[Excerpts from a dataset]
○ ○ ○ ○

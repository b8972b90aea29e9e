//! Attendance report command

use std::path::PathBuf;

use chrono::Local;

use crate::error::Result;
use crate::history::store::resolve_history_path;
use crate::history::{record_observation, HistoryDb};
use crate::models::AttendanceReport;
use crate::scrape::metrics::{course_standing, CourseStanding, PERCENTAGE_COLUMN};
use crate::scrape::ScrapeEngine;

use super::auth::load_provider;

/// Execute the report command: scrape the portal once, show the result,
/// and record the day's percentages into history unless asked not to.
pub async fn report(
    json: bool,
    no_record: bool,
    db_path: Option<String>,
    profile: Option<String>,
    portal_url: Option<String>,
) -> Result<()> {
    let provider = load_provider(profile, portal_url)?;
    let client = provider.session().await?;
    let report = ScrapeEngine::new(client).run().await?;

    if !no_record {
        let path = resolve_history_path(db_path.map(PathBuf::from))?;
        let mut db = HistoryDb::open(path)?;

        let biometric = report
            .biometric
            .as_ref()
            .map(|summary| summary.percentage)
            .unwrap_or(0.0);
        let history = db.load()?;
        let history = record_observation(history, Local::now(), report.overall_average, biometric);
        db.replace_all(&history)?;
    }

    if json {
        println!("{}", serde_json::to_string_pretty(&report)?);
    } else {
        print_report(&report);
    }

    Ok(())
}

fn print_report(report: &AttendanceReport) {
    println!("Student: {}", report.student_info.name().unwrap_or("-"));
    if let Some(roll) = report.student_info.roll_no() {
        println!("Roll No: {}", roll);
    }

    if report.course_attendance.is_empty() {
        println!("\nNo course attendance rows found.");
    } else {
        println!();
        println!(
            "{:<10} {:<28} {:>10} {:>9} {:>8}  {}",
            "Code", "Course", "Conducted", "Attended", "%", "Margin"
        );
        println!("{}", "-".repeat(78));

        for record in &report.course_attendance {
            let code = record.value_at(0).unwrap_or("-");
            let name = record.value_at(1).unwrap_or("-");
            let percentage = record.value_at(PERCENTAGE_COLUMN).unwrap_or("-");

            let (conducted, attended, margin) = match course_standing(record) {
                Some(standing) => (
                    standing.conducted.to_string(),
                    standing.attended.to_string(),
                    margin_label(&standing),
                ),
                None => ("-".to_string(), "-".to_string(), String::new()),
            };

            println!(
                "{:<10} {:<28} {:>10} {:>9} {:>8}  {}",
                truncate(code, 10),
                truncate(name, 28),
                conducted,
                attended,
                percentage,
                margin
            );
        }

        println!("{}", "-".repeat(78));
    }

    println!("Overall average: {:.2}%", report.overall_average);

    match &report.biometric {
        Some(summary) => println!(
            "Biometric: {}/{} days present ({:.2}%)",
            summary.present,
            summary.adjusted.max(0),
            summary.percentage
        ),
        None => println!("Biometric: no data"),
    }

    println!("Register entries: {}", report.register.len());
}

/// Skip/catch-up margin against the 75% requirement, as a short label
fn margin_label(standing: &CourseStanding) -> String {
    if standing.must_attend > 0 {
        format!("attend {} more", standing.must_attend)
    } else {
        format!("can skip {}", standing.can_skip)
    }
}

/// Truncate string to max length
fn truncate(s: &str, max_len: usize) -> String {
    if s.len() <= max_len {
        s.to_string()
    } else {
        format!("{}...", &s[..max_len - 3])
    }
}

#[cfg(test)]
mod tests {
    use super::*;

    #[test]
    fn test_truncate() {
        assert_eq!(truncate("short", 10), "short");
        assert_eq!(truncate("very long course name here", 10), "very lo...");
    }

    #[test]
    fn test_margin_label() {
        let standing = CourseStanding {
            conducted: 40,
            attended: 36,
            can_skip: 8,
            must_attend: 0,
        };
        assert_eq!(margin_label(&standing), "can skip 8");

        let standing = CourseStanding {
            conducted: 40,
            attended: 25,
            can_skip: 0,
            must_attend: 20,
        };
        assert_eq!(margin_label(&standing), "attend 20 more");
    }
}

○ ○ ○ ○

Word for word, restate the lines above.

■ Result for this exercise
repository b8972b90aea29e9e
//! Attendance report command

use std::path::PathBuf;

use chrono::Local;

use crate::error::Result;
use crate::history::store::resolve_history_path;
use crate::history::{record_observation, HistoryDb};
use crate::models::AttendanceReport;
use crate::scrape::metrics::{course_standing, CourseStanding, PERCENTAGE_COLUMN};
use crate::scrape::ScrapeEngine;

use super::auth::load_provider;

/// Execute the report command: scrape the portal once, show the result,
/// and record the day's percentages into history unless asked not to.
pub async fn report(
    json: bool,
    no_record: bool,
    db_path: Option<String>,
    profile: Option<String>,
    portal_url: Option<String>,
) -> Result<()> {
    let provider = load_provider(profile, portal_url)?;
    let client = provider.session().await?;
    let report = ScrapeEngine::new(client).run().await?;

    if !no_record {
        let path = resolve_history_path(db_path.map(PathBuf::from))?;
        let mut db = HistoryDb::open(path)?;

        let biometric = report
            .biometric
            .as_ref()
            .map(|summary| summary.percentage)
            .unwrap_or(0.0);
        let history = db.load()?;
        let history = record_observation(history, Local::now(), report.overall_average, biometric);
        db.replace_all(&history)?;
    }

    if json {
        println!("{}", serde_json::to_string_pretty(&report)?);
    } else {
        print_report(&report);
    }

    Ok(())
}

fn print_report(report: &AttendanceReport) {
    println!("Student: {}", report.student_info.name().unwrap_or("-"));
    if let Some(roll) = report.student_info.roll_no() {
        println!("Roll No: {}", roll);
    }

    if report.course_attendance.is_empty() {
        println!("\nNo course attendance rows found.");
    } else {
        println!();
        println!(
            "{:<10} {:<28} {:>10} {:>9} {:>8}  {}",
            "Code", "Course", "Conducted", "Attended", "%", "Margin"
        );
        println!("{}", "-".repeat(78));

        for record in &report.course_attendance {
            let code = record.value_at(0).unwrap_or("-");
            let name = record.value_at(1).unwrap_or("-");
            let percentage = record.value_at(PERCENTAGE_COLUMN).unwrap_or("-");

            let (conducted, attended, margin) = match course_standing(record) {
                Some(standing) => (
                    standing.conducted.to_string(),
                    standing.attended.to_string(),
                    margin_label(&standing),
                ),
                None => ("-".to_string(), "-".to_string(), String::new()),
            };

            println!(
                "{:<10} {:<28} {:>10} {:>9} {:>8}  {}",
                truncate(code, 10),
                truncate(name, 28),
                conducted,
                attended,
                percentage,
                margin
            );
        }

        println!("{}", "-".repeat(78));
    }

    println!("Overall average: {:.2}%", report.overall_average);

    match &report.biometric {
        Some(summary) => println!(
            "Biometric: {}/{} days present ({:.2}%)",
            summary.present,
            summary.adjusted.max(0),
            summary.percentage
        ),
        None => println!("Biometric: no data"),
    }

    println!("Register entries: {}", report.register.len());
}

/// Skip/catch-up margin against the 75% requirement, as a short label
fn margin_label(standing: &CourseStanding) -> String {
    if standing.must_attend > 0 {
        format!("attend {} more", standing.must_attend)
    } else {
        format!("can skip {}", standing.can_skip)
    }
}

/// Truncate string to max length
fn truncate(s: &str, max_len: usize) -> String {
    if s.len() <= max_len {
        s.to_string()
    } else {
        format!("{}...", &s[..max_len - 3])
    }
}

#[cfg(test)]
mod tests {
    use super::*;

    #[test]
    fn test_truncate() {
        assert_eq!(truncate("short", 10), "short");
        assert_eq!(truncate("very long course name here", 10), "very lo...");
    }

    #[test]
    fn test_margin_label() {
        let standing = CourseStanding {
            conducted: 40,
            attended: 36,
            can_skip: 8,
            must_attend: 0,
        };
        assert_eq!(margin_label(&standing), "can skip 8");

        let standing = CourseStanding {
            conducted: 40,
            attended: 25,
            can_skip: 0,
            must_attend: 20,
        };
        assert_eq!(margin_label(&standing), "attend 20 more");
    }
}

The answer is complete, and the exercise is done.